Create a Series called `time_scheduler` that is indexed by runtime and has the movie's title as its values. Note that you will need to use `sort_index()` in order to be able to look up movies by their duration.

While you're at it, remove any movie that is less than 10 minutes (can't get into it if it's too short) or longer than 3 hours (who's got time for that).

HINT: You'll have to use `pd.to_numeric` to force the runtimes to be numbers (instead of numbers in a string)

In [None]:
time_scheduler = []
time_scheduler

Now let's find all those two-hour-and-34-minute movies:

In [None]:
time_scheduler[154]

But what is the 154th shortest movie in this collection?

In [None]:
movie_number_154 = time_scheduler.iloc[154]
movie_number_154

## Dealing with multiple DataFrames

Forget about budget or runtimes as criteria for selecting a movie, let's take a look at popular opinion. Our dataset has two relevant columns: vote_average and vote_count.

Let's create a variable called `df_high_rated` that only contains movies that have received more than 20 votes and whose average score is greater than 8.

In [None]:
df_highly_voted = []
df_high_rated = []
df_high_rated[['title', 'vote_average', 'vote_count']]


Here we have 178 high-quality movies, at least according to some people. But what about **my** opinion? 

Here are my favorite movies and their relative scores, create a DataFrame called `compare_votes` that contains the title as an index and both the vote_average and my_vote as its columns. Also only keep the movies that are both my favorites and popular favorites.
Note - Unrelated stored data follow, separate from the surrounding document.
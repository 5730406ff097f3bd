//! Core library for the `apidemo` console.
//!
//! This crate defines:
//! - Configuration of the remote endpoints
//! - A transport seam over single HTTP GETs, with a `reqwest` implementation
//! - A typed client for the fake-data, ticker, geocoding and forecast APIs
//! - The closed set of menu actions and the dispatcher loop that runs them
//!
//! It is used by `apidemo-cli`, but the dispatcher runs over any line source
//! and output sink, which is how the tests drive it.

pub mod action;
pub mod client;
pub mod config;
pub mod dispatcher;
pub mod error;
pub mod input;
pub mod model;
pub mod render;
pub mod transport;

pub use action::{Action, Outcome, Selection};
pub use client::ApiClient;
pub use config::{Config, Endpoints};
pub use dispatcher::Dispatcher;
pub use error::ApiError;
pub use input::{LineSource, ReaderSource};
pub use model::{Coordinates, CurrentWeather, Post, Ticker, Todo, User, UserId};
pub use transport::{HttpRequest, HttpResponse, ReqwestTransport, Transport};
HINT: You'll need to create two Series, one for my ratings and one that maps titles to vote_average.

In [None]:
{
    "Star Wars": 9,
    "Paris is Burning": 8,
    "Dead Poets Society": 7,
    "The Empire Strikes Back": 9.5,
    "The Shining": 8,
    "Return of the Jedi": 8,
    "1941": 8,
    "Forrest Gump": 7.5,
}
compare_votes

There should be only 6 movies remaining.

Now add a column to `compare_votes` that measures the percentage difference between my rating and the popular rating for each movie. You'll need to take the different between the vote_average and my_vote and divide it by my_vote.


In [None]:
compare_votes